--- The records ---

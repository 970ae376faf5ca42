//! Moving average filter.

use sluice_core::prelude::*;

/// Smooths its input array with a sliding window mean.
///
/// Consumes `Array` (the input moves, it is not copied) and produces one
/// mean per window position, `len - size` values in total.
///
/// # Slots
/// - Input `Array: float_vec`
/// - Parameter `Size: int` (default 3) - window width
/// - Output `Array: float_vec`
#[derive(Debug, Default)]
pub struct MovingAverage;

impl Behaviour for MovingAverage {
    fn class_tag(&self) -> &'static str {
        "MovingAverage"
    }

    fn slots(&self) -> Vec<SlotSpec> {
        vec![
            SlotSpec::input("Array", ValueKind::FloatVec),
            SlotSpec::parameter("Size", 3),
            SlotSpec::output("Array", ValueKind::FloatVec),
        ]
    }

    fn run(&mut self, io: &mut SlotTable) -> Result<()> {
        let array = io.take_input_floats("Array").unwrap_or_default();
        if array.is_empty() {
            return Err(SluiceError::aborted("input is empty"));
        }
        let size = io.param_int("Size")?;
        if size < 1 {
            return Err(SluiceError::ParameterOutOfRange {
                parameter: "Size".to_string(),
                cause: "window size must be at least 1".to_string(),
            });
        }
        if (array.len() as i64) < size {
            return Err(SluiceError::aborted("moving average size is too low"));
        }

        let size = size as usize;
        let output: Vec<f64> = array
            .windows(size)
            .take(array.len() - size)
            .map(|window| window.iter().sum::<f64>() / size as f64)
            .collect();
        io.set_output("Array", output)
    }
}
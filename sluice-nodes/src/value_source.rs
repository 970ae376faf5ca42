//! Constant value source.

use sluice_core::prelude::*;

/// Emits a configured float array on its `Numbers` output.
///
/// The canonical way to feed a pipeline a known sequence, in tests and
/// wherever the data already exists.
///
/// # Slots
/// - Parameter `Numbers: float_vec` (default empty) - the sequence to emit
/// - Output `Numbers: float_vec`
#[derive(Debug, Default)]
pub struct ValueSource;

impl Behaviour for ValueSource {
    fn class_tag(&self) -> &'static str {
        "ValueSource"
    }

    fn slots(&self) -> Vec<SlotSpec> {
        vec![
            SlotSpec::parameter("Numbers", Vec::<f64>::new()),
            SlotSpec::output("Numbers", ValueKind::FloatVec),
        ]
    }

    fn run(&mut self, io: &mut SlotTable) -> Result<()> {
        let numbers = io.param_floats("Numbers")?.to_vec();
        if numbers.is_empty() {
            return Err(SluiceError::aborted("numbers must not be empty"));
        }
        io.set_output("Numbers", numbers)
    }
}
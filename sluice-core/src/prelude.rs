//! Prelude for convenient imports.
//!
//! # Example
//!
//! ```ignore
//! use sluice_core::prelude::*;
//! ```

pub use crate::error::{Result, SluiceError};
pub use crate::graph::{connect, connected, disconnect, flatten, is_removable, FlatGraph};
pub use crate::node::{Behaviour, Node, NodeBuilder, NodeEvent};
pub use crate::optimiser::improve;
pub use crate::rules::{PropagationRules, Resolution};
pub use crate::scheduler::{abort, parallel_execute, serial_execute};
pub use crate::slot::{SlotKind, SlotShape, SlotSpec, SlotTable};
pub use crate::types::NodeId;
pub use crate::value::{Value, ValueKind};
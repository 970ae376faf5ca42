//! Propagation rules: renaming values as they cross an edge.
//!
//! A rule set belongs to the receiving node. When a parent finishes, each
//! of its output and parameter slots is looked up here by base name to
//! decide which child slot (if any) receives the value. A base name may
//! map to several targets; the parent's nickname then selects among them,
//! which lets a child receive the same named slot from several parents.

/// Ordered multimap from a parent slot base name to one or more child
/// slot base names.
#[derive(Debug, Clone, Default)]
pub struct PropagationRules {
    entries: Vec<(String, String)>,
}

/// Outcome of resolving a parent slot base name against a rule set.
#[derive(Debug, Clone, Copy, PartialEq, Eq)]
pub enum Resolution<'a> {
    /// No rule mentions the base name; it crosses the edge unchanged.
    Identity,
    /// The selected child slot base name.
    Target(&'a str),
    /// Several targets exist and the parent nickname selects none of
    /// them (or is empty). The transfer for this slot is skipped.
    Unresolved,
}

impl PropagationRules {
    /// Create an empty rule set.
    #[must_use]
    pub fn new() -> Self {
        Self::default()
    }

    /// Build a rule set from `(parent_slot, child_slot)` pairs.
    pub fn from_pairs<P, C>(pairs: impl IntoIterator<Item = (P, C)>) -> Self
    where
        P: Into<String>,
        C: Into<String>,
    {
        let mut rules = Self::new();
        for (parent, child) in pairs {
            rules.add(parent, child);
        }
        rules
    }

    /// Append one mapping. Repeated parent names accumulate targets.
    pub fn add(&mut self, parent: impl Into<String>, child: impl Into<String>) {
        self.entries.push((parent.into(), child.into()));
    }

    /// Append one mapping, builder style.
    #[must_use]
    pub fn with(mut self, parent: impl Into<String>, child: impl Into<String>) -> Self {
        self.add(parent, child);
        self
    }

    /// Check whether any rule mentions the given parent base name.
    #[must_use]
    pub fn mentions(&self, base: &str) -> bool {
        self.entries.iter().any(|(parent, _)| parent == base)
    }

    /// All targets registered for a base name, in insertion order.
    pub fn targets<'a>(&'a self, base: &'a str) -> impl Iterator<Item = &'a str> {
        self.entries
            .iter()
            .filter(move |(parent, _)| parent == base)
            .map(|(_, child)| child.as_str())
    }

    /// Check whether the rule set is empty.
    #[must_use]
    pub fn is_empty(&self) -> bool {
        self.entries.is_empty()
    }

    /// Resolve the child-side base name for a parent slot.
    ///
    /// With a single target the nickname is irrelevant. With several, the
    /// first target containing the parent's nickname as a substring wins;
    /// an empty nickname selects nothing, so the resolution fails rather
    /// than guessing.
    #[must_use]
    pub fn resolve<'a>(&'a self, base: &'a str, parent_nickname: &str) -> Resolution<'a> {
        let mut targets = self.targets(base);
        let Some(first) = targets.next() else {
            return Resolution::Identity;
        };
        if targets.next().is_none() {
            return Resolution::Target(first);
        }
        if parent_nickname.is_empty() {
            return Resolution::Unresolved;
        }
        self.targets(base)
            .find(|target| target.contains(parent_nickname))
            .map_or(Resolution::Unresolved, Resolution::Target)
    }
}

#[cfg(test)]
mod tests {
    use super::*;

    #[test]
    fn unmentioned_names_cross_unchanged() {
        let rules = PropagationRules::from_pairs([("Numbers", "Array")]);
        assert_eq!(rules.resolve("Other", ""), Resolution::Identity);
    }

    #[test]
    fn single_target_ignores_nickname() {
        let rules = PropagationRules::from_pairs([("Numbers", "Array")]);
        assert_eq!(rules.resolve("Numbers", ""), Resolution::Target("Array"));
        assert_eq!(
            rules.resolve("Numbers", "whatever"),
            Resolution::Target("Array")
        );
    }

    #[test]
    fn nickname_selects_among_multiple_targets() {
        let rules = PropagationRules::from_pairs([
            ("Numbers", "LeftArray"),
            ("Numbers", "RightArray"),
        ]);
        assert_eq!(
            rules.resolve("Numbers", "Right"),
            Resolution::Target("RightArray")
        );
        assert_eq!(
            rules.resolve("Numbers", "Left"),
            Resolution::Target("LeftArray")
        );
    }

    #[test]
    fn empty_nickname_cannot_disambiguate() {
        let rules =
            PropagationRules::from_pairs([("Numbers", "LeftArray"), ("Numbers", "RightArray")]);
        assert_eq!(rules.resolve("Numbers", ""), Resolution::Unresolved);
        assert_eq!(rules.resolve("Numbers", "Centre"), Resolution::Unresolved);
    }

    #[test]
    fn resolution_is_deterministic() {
        // Both targets contain the nickname: insertion order decides,
        // every time.
        let rules = PropagationRules::from_pairs([("N", "gen_a"), ("N", "gen_b")]);
        for _ in 0..10 {
            assert_eq!(rules.resolve("N", "gen"), Resolution::Target("gen_a"));
        }
    }
}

---

* Task objective: Using the entries above, extract exactly the span from the line with "rules.add(parent, child);" to the line with "pub fn with(mut", both lines included; leave out everything else.

* Exercise answer:
            rules.add(parent, child);
        }
        rules
    }

    /// Append one mapping. Repeated parent names accumulate targets.
    pub fn add(&mut self, parent: impl Into<String>, child: impl Into<String>) {
        self.entries.push((parent.into(), child.into()));
    }

    /// Append one mapping, builder style.
    #[must_use]
    pub fn with(mut self, parent: impl Into<String>, child: impl Into<String>) -> Self {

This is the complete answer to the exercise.